# Curtis Plow Lights Swap to Hiniker



## '08FX4SnoPro3K (Dec 22, 2009)

Hi Guys,

I don't post very often, (I do spend time reading the posts on the site this time of year though), but when I have something useful I always try to share it. I always have appreciated it when people take the time to post info that helps others out. I have a couple things to share about Curtis Plows.

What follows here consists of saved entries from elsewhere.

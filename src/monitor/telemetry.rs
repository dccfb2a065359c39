use chrono::{DateTime, Utc};
use log::{error, warn};
use serde_json::json;

use crate::db::{Database, EventKind, TelemetryEvent};
use crate::detection::Detection;

use super::cycle::CycleFailure;
use super::effects::TELEMETRY_TIMEOUT;
use super::state_machine::StateTransition;

/// Best-effort event writer. Failures and slow writes are logged and dropped.
#[derive(Clone)]
pub struct Telemetry {
    db: Database,
}

impl Telemetry {
    pub fn new(db: Database) -> Self {
        Self { db }
    }

    /// One detection event for the destination state plus a `state_change`.
    pub async fn record_transition(
        &self,
        session_id: &str,
        transition: &StateTransition,
        detection: Option<&Detection>,
    ) {
        if let Some(kind) = EventKind::for_detection(transition.to) {
            let mut event = TelemetryEvent::new(kind, transition.occurred_at)
                .with_session(Some(session_id))
                .with_message(format!("{} detected", transition.to));
            event.state = Some(transition.to);
            if let Some(detection) = detection {
                event.confidence = detection.confidence;
                event.detection_method = Some(detection.method);
                event.rect = detection.rect;
                event.metadata = Some(json!({
                    "scores": detection
                        .scores
                        .values()
                        .map(|m| (m.state.as_str(), m.confidence))
                        .collect::<std::collections::BTreeMap<_, _>>(),
                    "reference": detection
                        .scores
                        .get(&transition.to)
                        .and_then(|m| m.reference_id.clone()),
                }));
            }
            self.write(event).await;
        }

        let mut change = TelemetryEvent::new(EventKind::StateChange, transition.occurred_at)
            .with_session(Some(session_id))
            .with_message(format!("{} -> {}", transition.from, transition.to));
        change.state = Some(transition.to);
        change.metadata = Some(json!({ "from": transition.from, "to": transition.to }));
        self.write(change).await;
    }

    pub async fn record_failure(&self, session_id: &str, failure: &CycleFailure, at: DateTime<Utc>) {
        let event = TelemetryEvent::new(EventKind::DetectionFailure, at)
            .with_session(Some(session_id))
            .with_message(failure.to_string());
        self.write(event).await;
    }

    pub async fn record_info(&self, session_id: Option<&str>, message: &str, at: DateTime<Utc>) {
        let event = TelemetryEvent::new(EventKind::Info, at)
            .with_session(session_id)
            .with_message(message);
        self.write(event).await;
    }

    async fn write(&self, event: TelemetryEvent) {
        let kind = event.kind;
        match tokio::time::timeout(TELEMETRY_TIMEOUT, self.db.log_event(&event)).await {
            Ok(Ok(_)) => {}
            Ok(Err(err)) => error!(
                "Failed to record {} event for session {:?}: {err:#}",
                kind.as_str(),
                event.session_id
            ),
            Err(_) => warn!(
                "Telemetry write for {} timed out after {:?}",
                kind.as_str(),
                TELEMETRY_TIMEOUT
            ),
        }
    }
}
use std::convert::TryFrom;

use anyhow::{anyhow, Context, Result};
use chrono::{DateTime, SecondsFormat, Utc};

use crate::db::models::SessionStatus;
use crate::detection::{AgentState, DetectionMethod};

pub fn to_u64(value: i64, field: &str) -> Result<u64> {
    u64::try_from(value).map_err(|_| anyhow!("{field} contains negative value {value}"))
}

/// Fixed-width UTC timestamps so text comparison in SQL orders correctly.
pub fn format_datetime(value: DateTime<Utc>) -> String {
    value.to_rfc3339_opts(SecondsFormat::Micros, true)
}

pub fn parse_datetime(value: &str, field: &str) -> Result<DateTime<Utc>> {
    DateTime::parse_from_rfc3339(value)
        .map(|dt| dt.with_timezone(&Utc))
        .with_context(|| format!("failed to parse {field}"))
}

pub fn parse_optional_datetime(
    value: Option<String>,
    field: &str,
) -> Result<Option<DateTime<Utc>>> {
    match value {
        Some(raw) => parse_datetime(&raw, field).map(Some),
        None => Ok(None),
    }
}

pub fn parse_status(value: &str) -> Result<SessionStatus> {
    match value {
        "Running" => Ok(SessionStatus::Running),
        "Completed" => Ok(SessionStatus::Completed),
        "Interrupted" => Ok(SessionStatus::Interrupted),
        other => Err(anyhow!("unknown session status {other}")),
    }
}

pub fn parse_state(value: &str, field: &str) -> Result<AgentState> {
    value
        .parse()
        .with_context(|| format!("invalid {field} value"))
}

pub fn parse_method(value: &str) -> Result<DetectionMethod> {
    match value {
        "template" => Ok(DetectionMethod::Template),
        "text" => Ok(DetectionMethod::Text),
        other => Err(anyhow!("unknown detection method {other}")),
    }
}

First- I had a pin break off on the Plow side harness when I was disconnecting after the last storm. It bothers me because I always have kept the pins well greased, but this one always got a little corroded. Angelo from Curtis gave me a tip on Why, and how to help alleviate the problem. The pin that always corroded was #12 on the plow side. The power for the running lamps. Those lamps pull ground from the base of the lamp through the plow itself. (you can see that black ground wire in one of the pictures in the second half of my post.) Angelo gave me a tip to make up a jumper wire with a ring terminal connector on both ends, and to connect 1 to the neg post on the pump motor, and the other end in between the pump and one of the mounting bolts. This would give the headgear of the plow a better ground because the heavy neg cable goes direct to the battery. So I did that today. To repair the broken male pin on the plow harness, I took a stainless screw, and put the threaded shaft in my drill so I could spin it, then while spinning, ground it down with a file. I wanted to have a perfectly round pin, that was the same diameter as the original when I was done. Then I carefully screwed it into the large plug at the end of the plow harness into the spot where the other pin broke off. I was careful to try to drive it in straight and to make contact with the remnants of the broken pin. It worked, and I saved myself $150 bucks on a new plow side harness, and my time to install it. Below is a pic so you can see what I mean









Second-
I've seen in the past,( and posted about it myself) members express a desire to upgrade their headlights on a Curtis plow. Two years ago I bought a pair of the updated, newer style Curtis headlights, and I find myself having to replace them already. The passenger side light constantly has water in it. It still works but it's getting corroded inside, and because the Parking and turn lamps get their ground from the base of the light, it's creating problems. (The jiz all around the 4 nuts inside the light is an anti corrosion spray I used)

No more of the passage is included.